When the string "gate" appears in a line of the records, show the whole line.

Excerpts from a dataset
--- START ---
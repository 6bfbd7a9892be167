//! Logging configuration and setup
//!
//! This module provides logging initialization and structured logging utilities
//! for the StoryBot application.

use tracing::{info, warn, error, debug};
use tracing_appender::non_blocking::WorkerGuard;
use tracing_subscriber::{layer::SubscriberExt, util::SubscriberInitExt, Layer};
use crate::config::LoggingConfig;
use crate::utils::errors::{ErrorSeverity, Result, StoryBotError};

/// Initialize logging based on configuration.
///
/// The returned guard flushes the file writer on drop and must be kept alive
/// for the lifetime of the process.
pub fn init_logging(config: &LoggingConfig) -> Result<WorkerGuard> {
    std::fs::create_dir_all(&config.directory)?;

    let file_appender = tracing_appender::rolling::daily(&config.directory, &config.file_name);
    let (non_blocking, guard) = tracing_appender::non_blocking(file_appender);

    let stdout_layer = if config.json {
        tracing_subscriber::fmt::layer().json().with_writer(std::io::stdout).boxed()
    } else {
        tracing_subscriber::fmt::layer().with_writer(std::io::stdout).boxed()
    };

    tracing_subscriber::registry()
        .with(tracing_subscriber::EnvFilter::new(&config.level))
        .with(stdout_layer)
        .with(tracing_subscriber::fmt::layer().with_ansi(false).with_writer(non_blocking))
        .try_init()
        .map_err(|e| StoryBotError::Config(format!("Failed to install subscriber: {}", e)))?;

    info!("Logging initialized with level: {}", config.level);
    Ok(guard)
}

/// Log user actions with structured data
pub fn log_user_action(user_id: i64, action: &str, details: Option<&str>) {
    info!(
        user_id = user_id,
        action = action,
        details = details,
        "User action performed"
    );
}

/// Log admin actions
pub fn log_admin_action(admin_id: i64, action: &str, target: Option<i64>, details: Option<&str>) {
    warn!(
        admin_id = admin_id,
        action = action,
        target = target,
        details = details,
        "Admin action performed"
    );
}

/// Log the outcome of an access gate evaluation
pub fn log_access_decision(user_id: i64, decision: &str) {
    debug!(user_id = user_id, decision = decision, "Access gate evaluated");
}

/// Log an outbound message that could not be delivered
pub fn log_notification_failure(chat_id: i64, purpose: &str, reason: &str) {
    warn!(
        chat_id = chat_id,
        purpose = purpose,
        reason = reason,
        "Notification not delivered"
    );
}

/// Log a handler error at the level matching its severity
pub fn log_handler_error(context: &str, err: &StoryBotError) {
    match err.severity() {
        ErrorSeverity::Info => info!(context = context, error = %err, "Handler finished with user error"),
        ErrorSeverity::Warning => warn!(context = context, error = %err, "Handler finished with warning"),
        ErrorSeverity::Error => error!(context = context, error = %err, recoverable = err.is_recoverable(), "Handler failed"),
        ErrorSeverity::Critical => error!(context = context, error = %err, severity = %err.severity(), "Handler failed with critical error"),
    }
}
//! Presentation layer
//!
//! Texts, reply keyboard labels, inline callback payloads and keyboards.
//! Handlers decode labels and payloads here; the access and approval
//! services only deal with ids and decisions.

pub mod callback;
pub mod keyboards;
pub mod menu;
pub mod texts;

pub use callback::CallbackData;
pub use menu::MenuCommand;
--- END ---
[Answer space]
/// Log the outcome of an access gate evaluation
    debug!(user_id = user_id, decision = decision, "Access gate evaluated");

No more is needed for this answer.